___ PROVIDED DATA ___

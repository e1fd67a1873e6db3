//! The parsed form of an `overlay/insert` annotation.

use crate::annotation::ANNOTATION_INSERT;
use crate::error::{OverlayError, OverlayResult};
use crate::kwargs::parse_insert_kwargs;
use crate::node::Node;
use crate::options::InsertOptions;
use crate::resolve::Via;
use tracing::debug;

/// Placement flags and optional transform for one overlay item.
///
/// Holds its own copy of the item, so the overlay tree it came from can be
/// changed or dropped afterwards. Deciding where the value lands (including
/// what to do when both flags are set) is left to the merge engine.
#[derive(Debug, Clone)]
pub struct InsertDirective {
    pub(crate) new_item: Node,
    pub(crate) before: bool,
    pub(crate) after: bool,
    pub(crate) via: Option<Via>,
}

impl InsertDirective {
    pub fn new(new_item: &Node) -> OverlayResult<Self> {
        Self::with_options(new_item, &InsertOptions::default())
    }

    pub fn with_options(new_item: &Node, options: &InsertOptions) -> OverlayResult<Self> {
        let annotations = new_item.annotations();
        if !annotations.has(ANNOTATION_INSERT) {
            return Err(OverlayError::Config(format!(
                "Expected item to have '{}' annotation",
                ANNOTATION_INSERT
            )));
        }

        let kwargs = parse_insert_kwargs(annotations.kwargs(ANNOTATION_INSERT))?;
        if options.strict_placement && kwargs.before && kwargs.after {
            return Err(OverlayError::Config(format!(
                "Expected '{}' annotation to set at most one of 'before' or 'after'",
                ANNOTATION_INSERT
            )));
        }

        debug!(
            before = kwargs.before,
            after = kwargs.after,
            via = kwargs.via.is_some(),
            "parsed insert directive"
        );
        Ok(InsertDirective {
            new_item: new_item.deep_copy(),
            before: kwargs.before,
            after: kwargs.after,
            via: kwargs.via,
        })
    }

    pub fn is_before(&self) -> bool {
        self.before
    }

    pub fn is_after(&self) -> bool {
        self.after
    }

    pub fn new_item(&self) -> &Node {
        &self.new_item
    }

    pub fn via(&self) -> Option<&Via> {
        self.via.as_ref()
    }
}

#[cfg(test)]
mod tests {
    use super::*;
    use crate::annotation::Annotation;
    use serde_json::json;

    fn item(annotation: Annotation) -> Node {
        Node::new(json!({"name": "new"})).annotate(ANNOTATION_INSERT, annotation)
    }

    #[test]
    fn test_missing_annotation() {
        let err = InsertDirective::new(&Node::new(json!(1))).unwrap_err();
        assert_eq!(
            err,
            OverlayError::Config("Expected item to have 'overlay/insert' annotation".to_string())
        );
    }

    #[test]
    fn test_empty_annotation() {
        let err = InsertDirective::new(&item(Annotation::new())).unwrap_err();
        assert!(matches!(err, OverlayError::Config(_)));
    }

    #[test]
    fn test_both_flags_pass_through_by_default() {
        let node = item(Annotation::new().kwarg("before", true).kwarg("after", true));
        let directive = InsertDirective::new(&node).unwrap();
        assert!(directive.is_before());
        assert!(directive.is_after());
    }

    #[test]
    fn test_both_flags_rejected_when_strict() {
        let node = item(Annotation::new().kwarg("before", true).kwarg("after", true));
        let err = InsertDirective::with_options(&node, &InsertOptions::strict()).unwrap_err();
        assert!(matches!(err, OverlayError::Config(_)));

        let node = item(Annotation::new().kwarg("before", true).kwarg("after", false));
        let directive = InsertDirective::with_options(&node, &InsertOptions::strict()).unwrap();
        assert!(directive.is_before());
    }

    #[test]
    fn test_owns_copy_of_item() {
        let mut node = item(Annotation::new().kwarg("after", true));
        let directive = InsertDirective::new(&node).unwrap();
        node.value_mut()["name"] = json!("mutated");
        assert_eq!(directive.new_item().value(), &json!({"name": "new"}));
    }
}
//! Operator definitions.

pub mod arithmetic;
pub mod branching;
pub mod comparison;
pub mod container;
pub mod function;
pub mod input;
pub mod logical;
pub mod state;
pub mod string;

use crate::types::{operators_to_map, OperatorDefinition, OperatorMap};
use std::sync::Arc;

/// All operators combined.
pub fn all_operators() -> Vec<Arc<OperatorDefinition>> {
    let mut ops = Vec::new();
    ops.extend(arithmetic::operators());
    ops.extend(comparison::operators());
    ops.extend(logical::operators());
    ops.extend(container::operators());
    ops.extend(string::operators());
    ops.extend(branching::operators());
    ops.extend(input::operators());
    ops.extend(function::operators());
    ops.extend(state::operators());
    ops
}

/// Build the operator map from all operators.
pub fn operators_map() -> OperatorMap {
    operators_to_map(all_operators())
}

___

## THE PROBLEM
Up to and including the final line of the data above, please copy every line exactly, starting from the one that contains "ops.extend(string::operators());".

## ANSWER FOR THE TASK
    ops.extend(string::operators());
    ops.extend(branching::operators());
    ops.extend(input::operators());
    ops.extend(function::operators());
    ops.extend(state::operators());
    ops
}

/// Build the operator map from all operators.
pub fn operators_map() -> OperatorMap {
    operators_to_map(all_operators())
}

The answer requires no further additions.